The Massachusetts Supreme Judicial Court said Wednesday that a law used to charge a man who took photos up women's skirts on a Boston subway does not apply.
The photos were taken in a public place and the women were not in a state of undress.
State residents and lawmakers are shocked to hear the ruling.
"That's ridiculous. He has no right," said Nicole Anderson, of South Hadley.
Michael Robertson, of Andover, was arrested in August of 2010 by transit police in a sting operation after they had heard he was taking photos up women's skirts on the MBTA.
"Honestly I can't understand how a man would do something like that. It's really creepy," said Brandon LaBreque, of Chicopee.
The Massachusetts Supreme Judicial Court ruled Wednesday that the law, as written, only applies to people in private places or when they are nude or partially nude.

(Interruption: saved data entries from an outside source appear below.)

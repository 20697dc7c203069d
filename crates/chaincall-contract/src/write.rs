//! The write execution path: sign-or-fill, submit, and the pending-handle
//! wrapping seam.

use alloy_primitives::{Address, Bytes};
use futures::TryFutureExt;
use std::sync::Arc;
use tracing::debug;

use chaincall_core::{
    AccessListResult, BlockId, BlockOverride, CallRequest, PendingTransaction, Provider,
    RpcError, SignedTransaction, Signer, StateOverride, TracerConfig,
};
use chaincall_errors::ContractError;

use crate::builder::CallBuilder;
use crate::read::{DecodeCallResult, ReadCall};

/// Wraps the raw pending transaction returned at submission into a
/// context-specific handle.
///
/// Different call contexts (deployments, plain function calls) attach
/// different await/inclusion semantics to a submitted transaction; this
/// seam lets them do so without this layer performing any waiting or
/// retrying itself.
pub trait SendHandler: Send + Sync {
    type Pending;

    fn on_sent(&self, pending: PendingTransaction) -> Self::Pending;
}

/// The identity handler: callers get the raw [`PendingTransaction`].
#[derive(Debug, Clone, Copy, Default)]
pub struct DefaultSendHandler;

impl SendHandler for DefaultSendHandler {
    type Pending = PendingTransaction;

    fn on_sent(&self, pending: PendingTransaction) -> Self::Pending {
        pending
    }
}

/// A contract call that can both read and write chain state.
///
/// Wraps a [`ReadCall`] — simulation and tracing stay available — and adds
/// signing, submission, and access-list creation.
pub struct ReadWriteCall<C, H: SendHandler = DefaultSendHandler> {
    inner: ReadCall<C>,
    handler: H,
}

impl<C, H: SendHandler> CallBuilder for ReadWriteCall<C, H> {
    fn request(&self) -> &CallRequest {
        self.inner.request()
    }

    fn request_mut(&mut self) -> &mut CallRequest {
        self.inner.request_mut()
    }
}

impl<C: DecodeCallResult> ReadWriteCall<C, DefaultSendHandler> {
    /// Build a read-write call to `to` with ABI-encoded `data`.
    pub fn new(provider: Arc<dyn Provider>, to: Address, data: Bytes) -> Self {
        Self { inner: ReadCall::new(provider, to, data), handler: DefaultSendHandler }
    }
}

impl<C: DecodeCallResult, H: SendHandler> ReadWriteCall<C, H> {
    /// Replace the send handler, changing what [`send`](Self::send) yields.
    pub fn with_handler<H2: SendHandler>(self, handler: H2) -> ReadWriteCall<C, H2> {
        ReadWriteCall { inner: self.inner, handler }
    }

    pub fn provider(&self) -> &Arc<dyn Provider> {
        self.inner.provider()
    }

    /// Simulate this call via `eth_call`. See [`ReadCall::call`].
    pub async fn call(
        &self,
        block: impl Into<BlockId>,
        state_override: Option<&StateOverride>,
        block_override: Option<&BlockOverride>,
    ) -> Result<C, ContractError> {
        self.inner.call(block, state_override, block_override).await
    }

    /// Trace this call via `debug_traceCall`. See [`ReadCall::trace_call`].
    pub async fn trace_call<T: TracerConfig>(
        &self,
        block: impl Into<BlockId>,
        tracer: &T,
    ) -> Result<T::Output, RpcError> {
        self.inner.trace_call(block, tracer).await
    }

    /// Build an access list for this call at `block`.
    pub async fn create_access_list(
        &self,
        block: impl Into<BlockId>,
    ) -> Result<AccessListResult, RpcError> {
        self.provider()
            .create_access_list(self.request(), block.into())
            .await
    }

    /// Try to sign this call locally. Succeeds only if `nonce`, `gas`, and
    /// either `gas_price` or both fee-cap fields are already set; otherwise
    /// returns `None` — never a partially populated signature.
    pub fn try_sign(&self, signer: &dyn Signer) -> Option<SignedTransaction> {
        let tx = self.request().to_unsigned_transaction()?;
        Some(signer.sign_transaction(&tx))
    }

    /// Sign this call and submit it to the network.
    ///
    /// Fast path: if [`try_sign`](Self::try_sign) succeeds, the signed
    /// transaction is submitted directly. Otherwise the call is snapshotted,
    /// `from` is set to the signer's address, the provider fills the missing
    /// fields in one request, and the filled transaction is signed and
    /// submitted — one sequential chain, executed once. Submission failures
    /// are not retried here.
    pub async fn send(&self, signer: &dyn Signer) -> Result<H::Pending, RpcError> {
        if let Some(signed) = self.try_sign(signer) {
            debug!(hash = %signed.hash, "submitting locally signed transaction");
            return self
                .provider()
                .send_raw_transaction(&signed)
                .map_ok(|pending| self.handler.on_sent(pending))
                .await;
        }

        // Work on a snapshot so filling never mutates this builder.
        let mut request = self.to_call_request();
        request.from = Some(signer.address());
        let filled = self.provider().fill_transaction(&request).await?;
        let signed = signer.sign_transaction(&filled);
        debug!(hash = %signed.hash, nonce = filled.nonce, "submitting filled transaction");
        let pending = self.provider().send_raw_transaction(&signed).await?;
        Ok(self.handler.on_sent(pending))
    }
}
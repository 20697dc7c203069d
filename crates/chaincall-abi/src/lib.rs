//! # chaincall-abi
//!
//! The event signature model and the log matching/decoding engine.
//!
//! An [`EventSignature`] describes one declared event: its parameter types,
//! which of them are indexed, and whether the event is anonymous. Typed
//! event bindings implement [`EventFactory`] on top of a signature; the
//! factory validates a raw [`Log`](chaincall_core::Log) structurally and, on
//! match, decodes and reassembles the arguments in declaration order.
//! Byte-level value decoding is delegated to alloy's `dyn-abi` codec.

pub mod error;
pub mod event;
pub mod factory;

pub use error::AbiError;
pub use event::{EventSignature, EventToken};
pub use factory::{decode_as, log_matches, ContractEvent, EventDispatcher, EventFactory};
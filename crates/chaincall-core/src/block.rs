//! Block selectors for point-in-time queries.

use alloy_primitives::B256;
use serde::{Deserialize, Serialize};
use serde_json::Value;
use std::fmt;

/// A named block tag understood by all JSON-RPC nodes.
#[derive(Debug, Clone, Copy, PartialEq, Eq, Serialize, Deserialize)]
#[serde(rename_all = "lowercase")]
pub enum BlockTag {
    Latest,
    Earliest,
    Pending,
    Safe,
    Finalized,
}

impl fmt::Display for BlockTag {
    fn fmt(&self, f: &mut fmt::Formatter<'_>) -> fmt::Result {
        let s = match self {
            BlockTag::Latest => "latest",
            BlockTag::Earliest => "earliest",
            BlockTag::Pending => "pending",
            BlockTag::Safe => "safe",
            BlockTag::Finalized => "finalized",
        };
        write!(f, "{s}")
    }
}

/// Selects the block a read-only call is executed against: a block hash,
/// a block number, or a named tag.
#[derive(Debug, Clone, Copy, PartialEq, Eq)]
pub enum BlockId {
    Hash(B256),
    Number(u64),
    Tag(BlockTag),
}

impl BlockId {
    /// The selector encoded as a JSON-RPC parameter value.
    ///
    /// Hashes map to the EIP-1898 object form; numbers to hex quantities;
    /// tags to their string names.
    pub fn to_rpc_param(&self) -> Value {
        match self {
            BlockId::Hash(hash) => serde_json::json!({ "blockHash": format!("{hash}") }),
            BlockId::Number(n) => Value::String(format!("{n:#x}")),
            BlockId::Tag(tag) => Value::String(tag.to_string()),
        }
    }
}

impl From<B256> for BlockId {
    fn from(hash: B256) -> Self {
        Self::Hash(hash)
    }
}

impl From<u64> for BlockId {
    fn from(number: u64) -> Self {
        Self::Number(number)
    }
}

impl From<BlockTag> for BlockId {
    fn from(tag: BlockTag) -> Self {
        Self::Tag(tag)
    }
}

impl fmt::Display for BlockId {
    fn fmt(&self, f: &mut fmt::Formatter<'_>) -> fmt::Result {
        match self {
            BlockId::Hash(h) => write!(f, "{h}"),
            BlockId::Number(n) => write!(f, "{n}"),
            BlockId::Tag(t) => write!(f, "{t}"),
        }
    }
}

#[cfg(test)]
mod tests {
    use super::*;

    #[test]
    fn number_to_hex_quantity() {
        let id: BlockId = 19_000_000u64.into();
        assert_eq!(id.to_rpc_param(), Value::String("0x121eac0".into()));
    }

    #[test]
    fn tag_to_string() {
        let id: BlockId = BlockTag::Finalized.into();
        assert_eq!(id.to_rpc_param(), Value::String("finalized".into()));
    }

    #[test]
    fn hash_to_eip1898_object() {
        let id: BlockId = B256::repeat_byte(0xab).into();
        let param = id.to_rpc_param();
        assert!(param["blockHash"].as_str().unwrap().starts_with("0xabab"));
    }
}
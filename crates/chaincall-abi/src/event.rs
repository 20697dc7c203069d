//! The event signature model.
//!
//! An `EventSignature` is the immutable description of one declared event:
//! ordered `(type, indexed)` tokens plus the anonymity flag. Construction
//! derives the indexed/non-indexed type lists, the canonical signature
//! string, and the keccak-256 topic id compared against `topics[0]`.

use alloy_core::dyn_abi::{DynSolType, DynSolValue};
use alloy_primitives::B256;
use tiny_keccak::{Hasher, Keccak};

use chaincall_core::{Log, LogFilter};

use crate::error::AbiError;

/// One declared event parameter: its Solidity type and indexed flag.
#[derive(Debug, Clone, PartialEq)]
pub struct EventToken {
    pub ty: DynSolType,
    pub indexed: bool,
}

impl EventToken {
    pub fn new(ty: DynSolType, indexed: bool) -> Self {
        Self { ty, indexed }
    }
}

/// Immutable description of one event signature.
#[derive(Debug, Clone, PartialEq)]
pub struct EventSignature {
    name: String,
    tokens: Vec<EventToken>,
    anonymous: bool,
    /// Indexed parameter types, declaration order preserved.
    indexed: Vec<DynSolType>,
    /// Non-indexed parameter types, declaration order preserved.
    data: Vec<DynSolType>,
    /// Canonical signature string, e.g. `"Transfer(address,address,uint256)"`.
    signature: String,
    /// keccak256 of the canonical signature — `topics[0]` for non-anonymous
    /// events.
    topic_id: B256,
}

impl EventSignature {
    /// Build a signature from its declared tokens.
    ///
    /// The canonical signature (and thus the topic id) is always computed
    /// from the *declared* types: the hash substitution for non-value
    /// indexed parameters applies to topic encoding only, never to the
    /// signature itself.
    pub fn new(name: impl Into<String>, tokens: Vec<EventToken>, anonymous: bool) -> Self {
        let name = name.into();
        let mut indexed = Vec::new();
        let mut data = Vec::new();
        for token in &tokens {
            if token.indexed {
                indexed.push(token.ty.clone());
            } else {
                data.push(token.ty.clone());
            }
        }

        let params: Vec<String> = tokens
            .iter()
            .map(|t| t.ty.sol_type_name().into_owned())
            .collect();
        let signature = format!("{}({})", name, params.join(","));
        let topic_id = keccak256(signature.as_bytes());

        Self { name, tokens, anonymous, indexed, data, signature, topic_id }
    }

    pub fn name(&self) -> &str {
        &self.name
    }

    pub fn tokens(&self) -> &[EventToken] {
        &self.tokens
    }

    pub fn is_anonymous(&self) -> bool {
        self.anonymous
    }

    pub fn indexed_types(&self) -> &[DynSolType] {
        &self.indexed
    }

    pub fn data_types(&self) -> &[DynSolType] {
        &self.data
    }

    pub fn signature(&self) -> &str {
        &self.signature
    }

    pub fn topic_id(&self) -> B256 {
        self.topic_id
    }

    /// A subscription/query filter for this event.
    ///
    /// Non-anonymous signatures pin `topics[0]` to the topic id; anonymous
    /// signatures have no selector topic to pin, so the filter starts
    /// unconstrained.
    pub fn log_filter(&self) -> LogFilter {
        if self.anonymous {
            LogFilter::new()
        } else {
            LogFilter::new().topic0(self.topic_id)
        }
    }

    /// Pure structural check: does `log` have the topic/data layout of this
    /// signature? Performs no decoding.
    pub fn matches(&self, log: &Log) -> bool {
        if self.anonymous {
            if self.indexed.len() != log.topics.len() {
                return false;
            }
        } else {
            if self.indexed.len() + 1 != log.topics.len() {
                return false;
            }
            if log.topics[0] != self.topic_id {
                return false;
            }
        }
        self.data.is_empty() == log.data.is_empty()
    }

    /// Decode the indexed parameters from `topics`, declaration order
    /// preserved. `topics` is the full topic list of the log — the selector
    /// slot is skipped for non-anonymous signatures.
    pub fn decode_topics(&self, topics: &[B256]) -> Result<Vec<DynSolValue>, AbiError> {
        let offset = if self.anonymous { 0 } else { 1 };
        let mut values = Vec::with_capacity(self.indexed.len());
        for (i, ty) in self.indexed.iter().enumerate() {
            let topic = topics
                .get(i + offset)
                .ok_or_else(|| AbiError::TopicDecodeFailed {
                    index: i + offset,
                    reason: "missing topic".into(),
                })?;
            let value = topic_type(ty)
                .abi_decode(topic.as_slice())
                .map_err(|e| AbiError::TopicDecodeFailed {
                    index: i + offset,
                    reason: e.to_string(),
                })?;
            values.push(value);
        }
        Ok(values)
    }

    /// Decode the non-indexed parameters from the log's data payload as a
    /// single sequence, declaration order preserved.
    pub fn decode_data(&self, data: &[u8]) -> Result<Vec<DynSolValue>, AbiError> {
        if self.data.is_empty() {
            return Ok(Vec::new());
        }
        let tuple = DynSolType::Tuple(self.data.clone());
        let decoded = tuple
            .abi_decode_sequence(data)
            .map_err(|e| AbiError::DecodeFailed { reason: e.to_string() })?;
        match decoded {
            DynSolValue::Tuple(values) => Ok(values),
            single => Ok(vec![single]),
        }
    }

    /// Validate `log` against this signature and, on match, decode all
    /// parameters into a single list following the original declaration
    /// order.
    ///
    /// Returns `Ok(None)` when the log does not structurally match —
    /// a routine outcome when scanning heterogeneous logs, not an error.
    pub fn decode_log(&self, log: &Log) -> Result<Option<Vec<DynSolValue>>, AbiError> {
        if !self.matches(log) {
            return Ok(None);
        }

        let topics = self.decode_topics(&log.topics)?;
        let data = self.decode_data(&log.data)?;

        // Interleave back into declaration order: each token's indexed flag
        // selects which list supplies the next value.
        let mut topics = topics.into_iter();
        let mut data = data.into_iter();
        let mut merged = Vec::with_capacity(self.tokens.len());
        for token in &self.tokens {
            let value = if token.indexed { topics.next() } else { data.next() };
            match value {
                Some(v) => merged.push(v),
                None => {
                    return Err(AbiError::ArityMismatch {
                        expected: self.tokens.len(),
                        got: merged.len(),
                    })
                }
            }
        }
        Ok(Some(merged))
    }
}

/// The type actually stored in a topic slot for an indexed parameter.
///
/// Dynamically sized types, arrays, and tuples are stored as the keccak-256
/// hash of their encoding — decoding such a parameter yields that 32-byte
/// hash, never the original value.
pub(crate) fn topic_type(ty: &DynSolType) -> DynSolType {
    match ty {
        DynSolType::String
        | DynSolType::Bytes
        | DynSolType::Array(_)
        | DynSolType::FixedArray(_, _)
        | DynSolType::Tuple(_) => DynSolType::FixedBytes(32),
        other => other.clone(),
    }
}

pub(crate) fn keccak256(input: &[u8]) -> B256 {
    let mut hasher = Keccak::v256();
    let mut output = [0u8; 32];
    hasher.update(input);
    hasher.finalize(&mut output);
    B256::from(output)
}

"That's ridiculous. How can you - you can't even go outside fully dressed and modestly fully dressed given and not have someone take pictures of you," Anderson said.
The court did say that riders should have protection from peeping Toms on the train, but the law needs to be updated.
"I don't think a situation like that should be grandfathered in, absolutely not. I think it should start with him and never end," LaBreque said.
House Speaker Robert Deleo said in a statement that he's unhappy with the ruling and the legislature would take action to update the law.
"You're invading somebody's privacy whether they're choosing to do it or not. It shouldn't even be debated. I don't even understand how it's not in the law books already," Anderson said.
Prosecutors said after the ruling that they plan to take the matter to the legislature and request a rewrite.